[[ Exercise inputs, beginning ]]
//! Property-based tests for scoring, vocabulary and extraction.

use proptest::prelude::*;
use std::fs;
use std::path::PathBuf;
use std::sync::Arc;
use wordle_bench::core::{Feedback, LetterStatus, WORD_LENGTH, Word};
use wordle_bench::extract::ResponseExtractor;
use wordle_bench::game::{Game, GameStatus, MAX_GUESSES};
use wordle_bench::session::golf_score;
use wordle_bench::vocabulary::Vocabulary;

prop_compose! {
    fn arbitrary_word()(text in "[a-zA-Z]{5}") -> Word {
        Word::new(text).unwrap()
    }
}

prop_compose! {
    /// Words over a tiny alphabet, so repeated letters are common
    fn repetitive_word()(text in "[abe]{5}") -> Word {
        Word::new(text).unwrap()
    }
}

fn count(word: &Word, letter: u8) -> usize {
    word.letters().iter().filter(|&&b| b == letter).count()
}

struct TempDir(PathBuf);

impl TempDir {
    fn new() -> Self {
        let dir = std::env::temp_dir().join(format!("wordle_bench_prop_{}", uuid::Uuid::new_v4()));
        fs::create_dir_all(&dir).unwrap();
        Self(dir)
    }

    fn vocabulary(&self) -> Vocabulary {
        let base = self.0.join("valid-words.txt");
        fs::write(&base, "crane\nslate\n").unwrap();
        Vocabulary::new(base, self.0.join("added.log"))
    }

    fn log_lines(&self) -> usize {
        fs::read_to_string(self.0.join("added.log"))
            .map(|content| content.lines().count())
            .unwrap_or(0)
    }
}

impl Drop for TempDir {
    fn drop(&mut self) {
        let _ = fs::remove_dir_all(&self.0);
    }
}

proptest! {
    #[test]
    fn feedback_never_overclaims_letters(guess in repetitive_word(), target in repetitive_word()) {
        let feedback = Feedback::calculate(&guess, &target);
        prop_assert_eq!(feedback.letters().len(), WORD_LENGTH);

        for letter in [b'A', b'B', b'E'] {
            let claimed = feedback
                .letters()
                .iter()
                .filter(|e| e.letter == char::from(letter) && e.status != LetterStatus::Absent)
                .count();
            prop_assert!(claimed <= count(&target, letter));
        }
    }

    #[test]
    fn feedback_marks_exact_positions_correct(guess in arbitrary_word(), target in arbitrary_word()) {
        let feedback = Feedback::calculate(&guess, &target);
        for (i, e) in feedback.letters().iter().enumerate() {
            prop_assert_eq!(e.position, i);
            let same = guess.letters()[i] == target.letters()[i];
            prop_assert_eq!(e.status == LetterStatus::Correct, same);
        }
    }

    #[test]
    fn feedback_solved_iff_equal(guess in arbitrary_word(), target in arbitrary_word()) {
        prop_assert_eq!(Feedback::calculate(&guess, &target).is_solved(), guess == target);
    }

    #[test]
    fn add_is_idempotent(word in "[a-z]{5}") {
        let dir = TempDir::new();
        let vocabulary = dir.vocabulary();
        let known = vocabulary.is_valid(&word).unwrap();

        vocabulary.add(&word).unwrap();
        let after_once = vocabulary.len().unwrap();
        let lines_once = dir.log_lines();
        prop_assert!(!vocabulary.add(&word).unwrap());

        prop_assert!(vocabulary.is_valid(&word.to_uppercase()).unwrap());
        prop_assert_eq!(vocabulary.len().unwrap(), after_once);
        prop_assert_eq!(dir.log_lines(), lines_once);
        prop_assert_eq!(lines_once, usize::from(!known));
    }

    #[test]
    fn additions_survive_reload(word in "[a-z]{5}") {
        let dir = TempDir::new();
        dir.vocabulary().add(&word).unwrap();
        prop_assert!(dir.vocabulary().is_valid(&word).unwrap());
    }

    #[test]
    fn game_ends_within_six_guesses(guesses in prop::collection::vec(0..4usize, 1..12)) {
        let words = ["crane", "slate", "irate", "trace"];
        let vocabulary = Arc::new(Vocabulary::from_words(words));
        let mut game = Game::new(vocabulary, "trace").unwrap();

        for i in guesses {
            let before = game.state().guesses_made();
            match game.make_guess(words[i], None) {
                Ok(outcome) => {
                    prop_assert_eq!(game.state().guesses_made(), before + 1);
                    prop_assert_eq!(outcome.target_word.is_some(), outcome.status.is_terminal());
                }
                Err(_) => {
                    prop_assert!(game.status().is_terminal());
                }
            }
            prop_assert_eq!(
                game.state().guesses_made() + game.state().guesses_remaining(),
                MAX_GUESSES
            );
        }

        if let Some(score) = golf_score(game.status(), game.state().guesses_made()) {
            match game.status() {
                GameStatus::Won => {
                    prop_assert!((-3..=2).contains(&score));
                }
                _ => {
                    prop_assert_eq!(score, 4);
                }
            }
        }
    }

    #[test]
    fn simple_extraction_finds_quoted_word(word in "[a-z]{5}", prefix in "[a-z ]{0,20}") {
        let response = format!("{prefix} my guess is \"{word}\".");
        let extraction = ResponseExtractor::Simple.extract(&response).unwrap();
        prop_assert_eq!(extraction.guess, word.to_uppercase());
    }

    #[test]
    fn json_extraction_uppercases_guess(word in "[a-zA-Z]{5}") {
        let response = serde_json::json!({ "guess": word, "reasoning": "why not" }).to_string();
        let extraction = ResponseExtractor::from_name("json-strict").unwrap().extract(&response).unwrap();
        prop_assert_eq!(extraction.guess, word.to_uppercase());
        prop_assert_eq!(extraction.reasoning.as_deref(), Some("why not"));
    }
}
[[ Exercise inputs, end ]]
Word for word, restate the lines of the data above that fall between the line holding "dir.vocabulary().add(&word).unwrap();" and the line holding "let before = game.state().guesses_made();", inclusive, and no other lines.

        dir.vocabulary().add(&word).unwrap();
        prop_assert!(dir.vocabulary().is_valid(&word).unwrap());
    }

    #[test]
    fn game_ends_within_six_guesses(guesses in prop::collection::vec(0..4usize, 1..12)) {
        let words = ["crane", "slate", "irate", "trace"];
        let vocabulary = Arc::new(Vocabulary::from_words(words));
        let mut game = Game::new(vocabulary, "trace").unwrap();

        for i in guesses {
            let before = game.state().guesses_made();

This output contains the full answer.